Your goal:
Scan the records below for the line with "filename src/textio.rs" and the line with "let line = line.strip_suffix(',').unwrap_or(line);". Repeat those two lines and every line between them exactly, and nothing else.

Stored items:
***

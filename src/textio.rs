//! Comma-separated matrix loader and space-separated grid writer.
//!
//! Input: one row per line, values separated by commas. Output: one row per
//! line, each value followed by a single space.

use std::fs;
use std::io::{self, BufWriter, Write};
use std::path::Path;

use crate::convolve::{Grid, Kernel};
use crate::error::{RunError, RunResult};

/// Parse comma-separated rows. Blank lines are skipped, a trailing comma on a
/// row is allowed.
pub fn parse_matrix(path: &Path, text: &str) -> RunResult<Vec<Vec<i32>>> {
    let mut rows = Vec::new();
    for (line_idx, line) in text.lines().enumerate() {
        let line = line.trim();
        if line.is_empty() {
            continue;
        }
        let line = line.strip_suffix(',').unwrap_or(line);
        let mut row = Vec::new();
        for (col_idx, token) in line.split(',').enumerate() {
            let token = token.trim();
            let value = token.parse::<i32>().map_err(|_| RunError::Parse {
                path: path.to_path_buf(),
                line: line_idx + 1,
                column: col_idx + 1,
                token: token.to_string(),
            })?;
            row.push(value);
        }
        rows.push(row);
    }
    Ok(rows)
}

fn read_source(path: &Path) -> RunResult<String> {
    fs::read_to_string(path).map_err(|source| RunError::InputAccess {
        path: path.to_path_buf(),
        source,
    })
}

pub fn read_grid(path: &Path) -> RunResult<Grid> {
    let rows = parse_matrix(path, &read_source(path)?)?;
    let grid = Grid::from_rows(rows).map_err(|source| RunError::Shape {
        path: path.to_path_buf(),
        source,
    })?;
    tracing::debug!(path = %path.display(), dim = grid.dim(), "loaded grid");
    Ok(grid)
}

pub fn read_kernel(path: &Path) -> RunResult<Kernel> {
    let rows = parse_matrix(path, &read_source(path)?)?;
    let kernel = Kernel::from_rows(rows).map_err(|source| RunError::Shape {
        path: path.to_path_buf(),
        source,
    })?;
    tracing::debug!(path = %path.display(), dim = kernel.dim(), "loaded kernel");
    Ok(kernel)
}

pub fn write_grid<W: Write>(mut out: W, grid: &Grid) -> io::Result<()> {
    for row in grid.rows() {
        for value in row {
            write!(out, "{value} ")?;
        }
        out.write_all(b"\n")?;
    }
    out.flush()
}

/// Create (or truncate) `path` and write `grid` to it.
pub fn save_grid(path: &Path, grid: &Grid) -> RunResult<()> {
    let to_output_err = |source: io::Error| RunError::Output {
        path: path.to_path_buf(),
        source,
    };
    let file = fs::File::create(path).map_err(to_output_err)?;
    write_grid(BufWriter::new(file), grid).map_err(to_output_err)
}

***

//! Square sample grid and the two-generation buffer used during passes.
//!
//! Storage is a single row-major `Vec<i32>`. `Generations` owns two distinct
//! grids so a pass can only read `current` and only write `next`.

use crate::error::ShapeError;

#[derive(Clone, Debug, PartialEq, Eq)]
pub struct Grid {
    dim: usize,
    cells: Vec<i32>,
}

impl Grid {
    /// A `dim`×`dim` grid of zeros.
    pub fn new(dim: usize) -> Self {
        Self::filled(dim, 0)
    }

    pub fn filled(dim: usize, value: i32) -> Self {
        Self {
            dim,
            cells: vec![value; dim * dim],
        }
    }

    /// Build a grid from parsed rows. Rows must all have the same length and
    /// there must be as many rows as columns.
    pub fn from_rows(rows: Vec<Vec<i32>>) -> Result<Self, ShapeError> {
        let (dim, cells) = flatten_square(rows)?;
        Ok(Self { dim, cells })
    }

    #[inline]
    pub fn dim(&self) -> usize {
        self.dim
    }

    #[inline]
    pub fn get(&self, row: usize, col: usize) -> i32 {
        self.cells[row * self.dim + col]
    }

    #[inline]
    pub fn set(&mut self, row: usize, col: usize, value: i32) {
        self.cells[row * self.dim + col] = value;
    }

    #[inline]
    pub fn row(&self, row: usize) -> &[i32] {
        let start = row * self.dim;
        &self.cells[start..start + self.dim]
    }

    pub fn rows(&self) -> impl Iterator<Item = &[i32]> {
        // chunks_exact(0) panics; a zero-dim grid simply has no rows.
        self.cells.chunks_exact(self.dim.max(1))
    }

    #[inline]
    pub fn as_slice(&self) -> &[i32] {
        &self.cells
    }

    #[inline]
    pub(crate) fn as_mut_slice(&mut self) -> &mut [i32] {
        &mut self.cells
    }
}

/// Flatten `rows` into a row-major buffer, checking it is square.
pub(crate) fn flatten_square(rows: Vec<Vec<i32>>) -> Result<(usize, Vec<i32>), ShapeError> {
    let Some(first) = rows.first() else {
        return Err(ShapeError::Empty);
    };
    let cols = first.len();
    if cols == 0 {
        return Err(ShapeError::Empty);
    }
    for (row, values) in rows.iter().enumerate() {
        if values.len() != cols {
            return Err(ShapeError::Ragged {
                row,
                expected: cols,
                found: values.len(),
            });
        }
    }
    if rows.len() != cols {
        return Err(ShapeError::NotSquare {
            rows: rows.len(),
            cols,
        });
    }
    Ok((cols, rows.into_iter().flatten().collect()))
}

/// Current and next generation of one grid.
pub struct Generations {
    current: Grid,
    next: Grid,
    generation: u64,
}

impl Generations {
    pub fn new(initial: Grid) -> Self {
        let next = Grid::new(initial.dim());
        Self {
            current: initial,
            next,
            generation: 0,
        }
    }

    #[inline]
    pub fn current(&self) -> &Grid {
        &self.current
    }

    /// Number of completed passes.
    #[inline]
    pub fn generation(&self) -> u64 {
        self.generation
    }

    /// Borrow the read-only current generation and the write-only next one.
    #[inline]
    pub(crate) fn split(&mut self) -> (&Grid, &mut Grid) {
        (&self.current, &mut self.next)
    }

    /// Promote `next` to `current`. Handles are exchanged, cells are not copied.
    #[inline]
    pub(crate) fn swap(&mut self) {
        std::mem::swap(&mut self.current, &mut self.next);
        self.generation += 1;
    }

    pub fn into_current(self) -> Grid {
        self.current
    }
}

***

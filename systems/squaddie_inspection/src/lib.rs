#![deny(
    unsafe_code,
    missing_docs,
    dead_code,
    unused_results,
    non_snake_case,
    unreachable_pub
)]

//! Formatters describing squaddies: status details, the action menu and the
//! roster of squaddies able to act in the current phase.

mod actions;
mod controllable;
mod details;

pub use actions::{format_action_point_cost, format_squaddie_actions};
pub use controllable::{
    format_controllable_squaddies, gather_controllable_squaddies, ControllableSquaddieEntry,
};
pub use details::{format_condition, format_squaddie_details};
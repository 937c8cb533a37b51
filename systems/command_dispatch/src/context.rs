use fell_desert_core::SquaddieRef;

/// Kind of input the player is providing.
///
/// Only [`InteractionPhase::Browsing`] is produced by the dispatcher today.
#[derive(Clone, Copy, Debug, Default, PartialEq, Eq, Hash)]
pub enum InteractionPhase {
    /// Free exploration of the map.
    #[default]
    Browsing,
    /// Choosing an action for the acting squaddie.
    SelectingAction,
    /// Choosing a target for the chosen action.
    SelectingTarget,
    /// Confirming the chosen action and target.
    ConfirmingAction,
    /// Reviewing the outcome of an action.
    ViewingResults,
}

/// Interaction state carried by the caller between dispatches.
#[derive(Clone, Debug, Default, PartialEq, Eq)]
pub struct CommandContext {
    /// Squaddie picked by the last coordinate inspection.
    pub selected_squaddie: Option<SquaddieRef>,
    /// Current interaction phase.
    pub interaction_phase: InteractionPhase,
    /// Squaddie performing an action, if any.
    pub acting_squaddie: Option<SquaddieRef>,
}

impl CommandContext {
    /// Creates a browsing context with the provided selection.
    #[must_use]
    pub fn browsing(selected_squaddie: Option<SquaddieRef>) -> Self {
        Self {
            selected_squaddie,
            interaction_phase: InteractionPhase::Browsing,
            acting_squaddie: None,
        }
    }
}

***

Solution:
filename src/textio.rs
//! Comma-separated matrix loader and space-separated grid writer.
//!
//! Input: one row per line, values separated by commas. Output: one row per
//! line, each value followed by a single space.

use std::fs;
use std::io::{self, BufWriter, Write};
use std::path::Path;

use crate::convolve::{Grid, Kernel};
use crate::error::{RunError, RunResult};

/// Parse comma-separated rows. Blank lines are skipped, a trailing comma on a
/// row is allowed.
pub fn parse_matrix(path: &Path, text: &str) -> RunResult<Vec<Vec<i32>>> {
    let mut rows = Vec::new();
    for (line_idx, line) in text.lines().enumerate() {
        let line = line.trim();
        if line.is_empty() {
            continue;
        }
        let line = line.strip_suffix(',').unwrap_or(line);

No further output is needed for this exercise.